Start of DATA EXTRACT

//! Contact-form submissions (leads).

use chrono::{DateTime, Utc};
use serde::{Deserialize, Serialize};
use sqlx::FromRow;

/// Status assigned to freshly submitted leads.
pub const STATUS_NEW: &str = "new";
/// Priority assigned to freshly submitted leads.
pub const PRIORITY_NORMAL: &str = "normal";

/// A stored lead.
#[derive(Debug, Clone, PartialEq, Serialize, Deserialize, FromRow)]
#[serde(rename_all = "camelCase")]
pub struct ContactSubmission {
    pub id: i32,
    pub name: String,
    pub email: String,
    pub phone: String,
    pub inquiry_type: String,
    pub subject: String,
    pub message: String,
    pub diagnosis: String,
    pub pathology_report: String,
    pub diagnosis_timeline: String,
    pub status: String,
    pub priority: String,
    pub notes: String,
    pub contacted: bool,
    pub created_at: DateTime<Utc>,
    pub updated_at: DateTime<Utc>,
}

/// Column values for a lead about to be inserted.
#[derive(Debug, Clone, PartialEq, Default)]
pub struct NewSubmission {
    pub name: String,
    pub email: String,
    pub phone: String,
    pub inquiry_type: String,
    pub subject: String,
    pub message: String,
    pub diagnosis: String,
    pub pathology_report: String,
    pub diagnosis_timeline: String,
}

/// Admin review changes; unset fields are left untouched.
#[derive(Debug, Clone, Default, PartialEq, Deserialize)]
#[serde(rename_all = "camelCase")]
pub struct LeadUpdate {
    pub status: Option<String>,
    pub priority: Option<String>,
    pub notes: Option<String>,
    pub contacted: Option<bool>,
}

impl LeadUpdate {
    pub fn is_empty(&self) -> bool {
        self.status.is_none()
            && self.priority.is_none()
            && self.notes.is_none()
            && self.contacted.is_none()
    }

    /// Applies the update in place, refreshing `updated_at`.
    pub fn apply(&self, lead: &mut ContactSubmission, now: DateTime<Utc>) {
        if let Some(status) = &self.status {
            lead.status = status.clone();
        }
        if let Some(priority) = &self.priority {
            lead.priority = priority.clone();
        }
        if let Some(notes) = &self.notes {
            lead.notes = notes.clone();
        }
        if let Some(contacted) = self.contacted {
            lead.contacted = contacted;
        }
        lead.updated_at = now;
    }
}
use axum::{
    extract::{
        rejection::{JsonRejection, PathRejection},
        Path, State,
    },
    http::Uri,
    Json,
};
use serde::Deserialize;

use crate::error::{ApiError, ApiResult};
use crate::handlers::parse_query;
use crate::http::server::AppState;
use crate::model::{ContactSubmission, LeadUpdate};

const DEFAULT_LIMIT: i64 = 100;
const MAX_LIMIT: i64 = 500;

#[derive(Debug, Default, Deserialize)]
pub struct LeadListParams {
    pub status: Option<String>,
    pub limit: Option<i64>,
}

pub async fn list_leads(
    State(state): State<AppState>,
    uri: Uri,
) -> ApiResult<Json<Vec<ContactSubmission>>> {
    let params: LeadListParams = parse_query(&uri)?;
    let limit = params.limit.unwrap_or(DEFAULT_LIMIT).clamp(1, MAX_LIMIT);
    let status = params.status.as_deref().filter(|s| !s.is_empty());
    let leads = state.directory.list_submissions(status, limit).await?;
    Ok(Json(leads))
}

/// Extractor failures are folded into `ApiError` so every reply is JSON.
pub async fn update_lead(
    State(state): State<AppState>,
    id: Result<Path<i32>, PathRejection>,
    update: Result<Json<LeadUpdate>, JsonRejection>,
) -> ApiResult<Json<ContactSubmission>> {
    let Path(id) = id?;
    let Json(update) = update?;
    if update.is_empty() {
        return Err(ApiError::bad_request("No fields to update"));
    }
    let lead = state
        .directory
        .update_submission(id, &update)
        .await?
        .ok_or_else(|| ApiError::not_found("Lead not found"))?;

    tracing::info!(lead_id = id, status = %lead.status, contacted = lead.contacted, "Lead updated");
    Ok(Json(lead))
}
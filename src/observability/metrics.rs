//! Metrics collection and exposition.
//!
//! # Metrics
//! - `directory_requests_total` (counter): requests by route, status
//! - `directory_request_duration_seconds` (histogram): latency by route
//! - `directory_leads_total` (counter): stored leads by subject
//! - `directory_lead_forward_failures_total` (counter): failed sheet appends
//!
//! # Design Decisions
//! - Prometheus exporter with its own HTTP listener
//! - Unmatched requests use the `none` route label

use std::net::SocketAddr;
use std::time::Instant;

use metrics_exporter_prometheus::PrometheusBuilder;

/// Install the Prometheus recorder and scrape endpoint.
pub fn init_metrics(addr: SocketAddr) {
    match PrometheusBuilder::new().with_http_listener(addr).install() {
        Ok(()) => tracing::info!(address = %addr, "Metrics endpoint listening"),
        Err(e) => tracing::error!(error = %e, "Failed to install metrics exporter"),
    }
}

pub fn record_request(route: &'static str, status: u16, start: Instant) {
    metrics::counter!(
        "directory_requests_total",
        "route" => route,
        "status" => status.to_string()
    )
    .increment(1);
    metrics::histogram!("directory_request_duration_seconds", "route" => route)
        .record(start.elapsed().as_secs_f64());
}

pub fn record_lead(subject: &str) {
    metrics::counter!("directory_leads_total", "subject" => subject.to_string()).increment(1);
}

pub fn record_forward_failure() {
    metrics::counter!("directory_lead_forward_failures_total").increment(1);
}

End of DATA EXTRACT

| EXERCISE REQUIREMENTS |
This task needs one value: the number of lines in the material above that contain the word "Debug".

| SOLUTION |
4